→ **Task description**: Transcribe exactly each line of the entries, from the opening line to the line with "Probe a video", with both of those lines included.

::: Available data :::

//! FFprobe video information.

use serde::{Deserialize, Serialize};
use std::path::Path;
use std::process::Stdio;
use tokio::process::Command;

use crate::error::{PipelineError, PipelineResult, Stage};

/// Video file information.
#[derive(Debug, Clone, Serialize, Deserialize)]
pub struct VideoInfo {
    /// Duration in seconds
    pub duration: f64,
    /// Width in pixels
    pub width: u32,
    /// Height in pixels
    pub height: u32,
    /// Frame rate (fps)
    pub fps: f64,
    /// Whether the file carries an audio stream
    pub has_audio: bool,
}

/// FFprobe JSON output format.
#[derive(Debug, Deserialize)]
struct FfprobeOutput {
    format: FfprobeFormat,
    streams: Vec<FfprobeStream>,
}

#[derive(Debug, Deserialize)]
struct FfprobeFormat {
    duration: Option<String>,
}

#[derive(Debug, Deserialize)]
struct FfprobeStream {
    codec_type: String,
    width: Option<u32>,
    height: Option<u32>,
    r_frame_rate: Option<String>,
    avg_frame_rate: Option<String>,
}

/// Probe a video file for information, attributing failures to `stage`.
pub async fn probe_video(path: impl AsRef<Path>, stage: Stage) -> PipelineResult<VideoInfo> {
    let path = path.as_ref();

    if !path.exists() {
        return Err(PipelineError::FileNotFound(path.to_path_buf()));
    }

    which::which("ffprobe").map_err(|_| PipelineError::FfprobeNotFound)?;

    let output = Command::new("ffprobe")
        .args([
            "-v",
            "quiet",
            "-print_format",
            "json",
            "-show_format",
            "-show_streams",
        ])
        .arg(path)
        .stdin(Stdio::null())
        .stdout(Stdio::piped())
        .stderr(Stdio::piped())
        .output()
        .await?;

    if !output.status.success() {
        return Err(PipelineError::decode(
            stage,
            format!("ffprobe failed for {}", path.display()),
            Some(String::from_utf8_lossy(&output.stderr).to_string()),
        ));
    }

    let probe: FfprobeOutput = serde_json::from_slice(&output.stdout)?;

    let video_stream = probe
        .streams
        .iter()
        .find(|s| s.codec_type == "video")
        .ok_or_else(|| PipelineError::InvalidVideo("No video stream found".to_string()))?;

    let has_audio = probe.streams.iter().any(|s| s.codec_type == "audio");

    let duration = probe
        .format
        .duration
        .as_ref()
        .and_then(|d| d.parse::<f64>().ok())
        .unwrap_or(0.0);

    let fps = video_stream
        .avg_frame_rate
        .as_ref()
        .or(video_stream.r_frame_rate.as_ref())
        .and_then(|r| parse_frame_rate(r))
        .unwrap_or(30.0);

    Ok(VideoInfo {
        duration,
        width: video_stream.width.unwrap_or(0),
        height: video_stream.height.unwrap_or(0),
        fps,
        has_audio,
    })
}

/// Parse frame rate string (e.g., "30/1" or "29.97").
fn parse_frame_rate(s: &str) -> Option<f64> {
    if let Some((num, den)) = s.split_once('/') {
        let num: f64 = num.parse().ok()?;
        let den: f64 = den.parse().ok()?;
        if den > 0.0 {
            return Some(num / den);
        }
    }
    s.parse().ok()
}

#[cfg(test)]
mod tests {
    use super::*;

    #[test]
    fn test_parse_frame_rate() {
        assert!((parse_frame_rate("30/1").unwrap() - 30.0).abs() < 0.01);
        assert!((parse_frame_rate("30000/1001").unwrap() - 29.97).abs() < 0.01);
        assert!((parse_frame_rate("29.97").unwrap() - 29.97).abs() < 0.01);
        assert!(parse_frame_rate("0/0").is_none());
    }

    #[tokio::test]
    async fn test_probe_missing_file() {
        let err = probe_video("/nonexistent/clip.mp4", Stage::Ingest)
            .await
            .unwrap_err();
        assert!(matches!(err, PipelineError::FileNotFound(_)));
    }
}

:::

→ **Task answer**:
//! FFprobe video information.

use serde::{Deserialize, Serialize};
use std::path::Path;
use std::process::Stdio;
use tokio::process::Command;

use crate::error::{PipelineError, PipelineResult, Stage};

/// Video file information.
#[derive(Debug, Clone, Serialize, Deserialize)]
pub struct VideoInfo {
    /// Duration in seconds
    pub duration: f64,
    /// Width in pixels
    pub width: u32,
    /// Height in pixels
    pub height: u32,
    /// Frame rate (fps)
    pub fps: f64,
    /// Whether the file carries an audio stream
    pub has_audio: bool,
}

/// FFprobe JSON output format.
#[derive(Debug, Deserialize)]
struct FfprobeOutput {
    format: FfprobeFormat,
    streams: Vec<FfprobeStream>,
}

#[derive(Debug, Deserialize)]
struct FfprobeFormat {
    duration: Option<String>,
}

#[derive(Debug, Deserialize)]
struct FfprobeStream {
    codec_type: String,
    width: Option<u32>,
    height: Option<u32>,
    r_frame_rate: Option<String>,
    avg_frame_rate: Option<String>,
}

/// Probe a video file for information, attributing failures to `stage`.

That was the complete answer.